Task goal
The records below are to be transcribed in full, exactly as given.

(Source records)
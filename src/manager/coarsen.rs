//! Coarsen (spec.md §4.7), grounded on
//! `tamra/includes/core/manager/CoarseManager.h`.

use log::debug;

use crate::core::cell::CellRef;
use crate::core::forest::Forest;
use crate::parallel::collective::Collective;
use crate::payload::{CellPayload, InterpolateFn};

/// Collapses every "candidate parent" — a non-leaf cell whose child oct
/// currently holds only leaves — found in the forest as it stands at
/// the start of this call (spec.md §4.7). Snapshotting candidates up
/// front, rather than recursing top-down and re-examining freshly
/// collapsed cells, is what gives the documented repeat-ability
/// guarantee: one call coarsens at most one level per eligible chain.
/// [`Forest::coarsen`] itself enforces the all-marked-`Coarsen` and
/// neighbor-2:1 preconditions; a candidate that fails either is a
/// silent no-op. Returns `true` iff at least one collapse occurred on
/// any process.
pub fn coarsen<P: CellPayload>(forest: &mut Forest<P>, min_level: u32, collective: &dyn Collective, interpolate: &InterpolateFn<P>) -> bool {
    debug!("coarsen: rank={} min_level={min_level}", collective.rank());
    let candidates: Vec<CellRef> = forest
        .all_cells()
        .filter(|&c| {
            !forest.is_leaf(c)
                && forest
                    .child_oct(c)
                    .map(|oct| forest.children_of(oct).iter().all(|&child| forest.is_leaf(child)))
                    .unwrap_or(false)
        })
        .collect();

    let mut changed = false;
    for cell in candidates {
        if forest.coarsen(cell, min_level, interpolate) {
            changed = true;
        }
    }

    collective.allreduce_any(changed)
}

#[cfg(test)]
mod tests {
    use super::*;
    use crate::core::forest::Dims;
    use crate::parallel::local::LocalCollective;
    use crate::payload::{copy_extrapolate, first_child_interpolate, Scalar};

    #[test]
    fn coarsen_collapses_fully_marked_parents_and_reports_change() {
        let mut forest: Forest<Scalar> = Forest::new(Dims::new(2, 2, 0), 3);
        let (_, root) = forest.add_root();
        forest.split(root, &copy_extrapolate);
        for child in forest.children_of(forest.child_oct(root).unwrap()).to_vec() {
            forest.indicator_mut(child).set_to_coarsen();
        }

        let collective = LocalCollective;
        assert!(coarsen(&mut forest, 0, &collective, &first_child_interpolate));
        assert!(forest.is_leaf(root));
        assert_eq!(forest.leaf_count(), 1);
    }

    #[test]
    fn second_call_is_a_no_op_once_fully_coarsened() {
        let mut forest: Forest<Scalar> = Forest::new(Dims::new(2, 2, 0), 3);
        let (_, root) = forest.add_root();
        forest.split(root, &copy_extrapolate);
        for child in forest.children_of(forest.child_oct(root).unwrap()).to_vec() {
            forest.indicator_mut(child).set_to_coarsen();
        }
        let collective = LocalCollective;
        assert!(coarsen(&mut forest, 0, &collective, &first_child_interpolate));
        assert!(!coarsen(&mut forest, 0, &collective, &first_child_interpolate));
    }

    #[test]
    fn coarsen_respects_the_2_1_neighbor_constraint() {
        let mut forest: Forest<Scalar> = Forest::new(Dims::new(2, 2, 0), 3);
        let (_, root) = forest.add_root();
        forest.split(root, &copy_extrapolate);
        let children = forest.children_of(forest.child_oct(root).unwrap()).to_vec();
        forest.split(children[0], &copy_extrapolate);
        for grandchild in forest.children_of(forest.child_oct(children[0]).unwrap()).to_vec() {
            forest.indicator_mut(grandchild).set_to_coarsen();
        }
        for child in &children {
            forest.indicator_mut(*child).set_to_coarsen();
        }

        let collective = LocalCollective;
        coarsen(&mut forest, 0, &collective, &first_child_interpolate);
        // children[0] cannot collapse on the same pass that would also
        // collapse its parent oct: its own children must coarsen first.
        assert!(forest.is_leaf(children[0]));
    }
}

Exercise response
filename src/manager/coarsen.rs
//! Coarsen (spec.md §4.7), grounded on
//! `tamra/includes/core/manager/CoarseManager.h`.

use log::debug;

use crate::core::cell::CellRef;
use crate::core::forest::Forest;
use crate::parallel::collective::Collective;
use crate::payload::{CellPayload, InterpolateFn};

/// Collapses every "candidate parent" — a non-leaf cell whose child oct
/// currently holds only leaves — found in the forest as it stands at
/// the start of this call (spec.md §4.7). Snapshotting candidates up
/// front, rather than recursing top-down and re-examining freshly
/// collapsed cells, is what gives the documented repeat-ability
/// guarantee: one call coarsens at most one level per eligible chain.
/// [`Forest::coarsen`] itself enforces the all-marked-`Coarsen` and
/// neighbor-2:1 preconditions; a candidate that fails either is a
/// silent no-op. Returns `true` iff at least one collapse occurred on
/// any process.
pub fn coarsen<P: CellPayload>(forest: &mut Forest<P>, min_level: u32, collective: &dyn Collective, interpolate: &InterpolateFn<P>) -> bool {
    debug!("coarsen: rank={} min_level={min_level}", collective.rank());
    let candidates: Vec<CellRef> = forest
        .all_cells()
        .filter(|&c| {
            !forest.is_leaf(c)
                && forest
                    .child_oct(c)
                    .map(|oct| forest.children_of(oct).iter().all(|&child| forest.is_leaf(child)))
                    .unwrap_or(false)
        })
        .collect();

    let mut changed = false;
    for cell in candidates {
        if forest.coarsen(cell, min_level, interpolate) {
            changed = true;
        }
    }

    collective.allreduce_any(changed)
}

#[cfg(test)]
mod tests {
    use super::*;
    use crate::core::forest::Dims;
    use crate::parallel::local::LocalCollective;
    use crate::payload::{copy_extrapolate, first_child_interpolate, Scalar};

    #[test]
    fn coarsen_collapses_fully_marked_parents_and_reports_change() {
        let mut forest: Forest<Scalar> = Forest::new(Dims::new(2, 2, 0), 3);
        let (_, root) = forest.add_root();
        forest.split(root, &copy_extrapolate);
        for child in forest.children_of(forest.child_oct(root).unwrap()).to_vec() {
            forest.indicator_mut(child).set_to_coarsen();
        }

        let collective = LocalCollective;
        assert!(coarsen(&mut forest, 0, &collective, &first_child_interpolate));
        assert!(forest.is_leaf(root));
        assert_eq!(forest.leaf_count(), 1);
    }

    #[test]
    fn second_call_is_a_no_op_once_fully_coarsened() {
        let mut forest: Forest<Scalar> = Forest::new(Dims::new(2, 2, 0), 3);
        let (_, root) = forest.add_root();
        forest.split(root, &copy_extrapolate);
        for child in forest.children_of(forest.child_oct(root).unwrap()).to_vec() {
            forest.indicator_mut(child).set_to_coarsen();
        }
        let collective = LocalCollective;
        assert!(coarsen(&mut forest, 0, &collective, &first_child_interpolate));
        assert!(!coarsen(&mut forest, 0, &collective, &first_child_interpolate));
    }

    #[test]
    fn coarsen_respects_the_2_1_neighbor_constraint() {
        let mut forest: Forest<Scalar> = Forest::new(Dims::new(2, 2, 0), 3);
        let (_, root) = forest.add_root();
        forest.split(root, &copy_extrapolate);
        let children = forest.children_of(forest.child_oct(root).unwrap()).to_vec();
        forest.split(children[0], &copy_extrapolate);
        for grandchild in forest.children_of(forest.child_oct(children[0]).unwrap()).to_vec() {
            forest.indicator_mut(grandchild).set_to_coarsen();
        }
        for child in &children {
            forest.indicator_mut(*child).set_to_coarsen();
        }

        let collective = LocalCollective;
        coarsen(&mut forest, 0, &collective, &first_child_interpolate);
        // children[0] cannot collapse on the same pass that would also
        // collapse its parent oct: its own children must coarsen first.
        assert!(forest.is_leaf(children[0]));
    }
}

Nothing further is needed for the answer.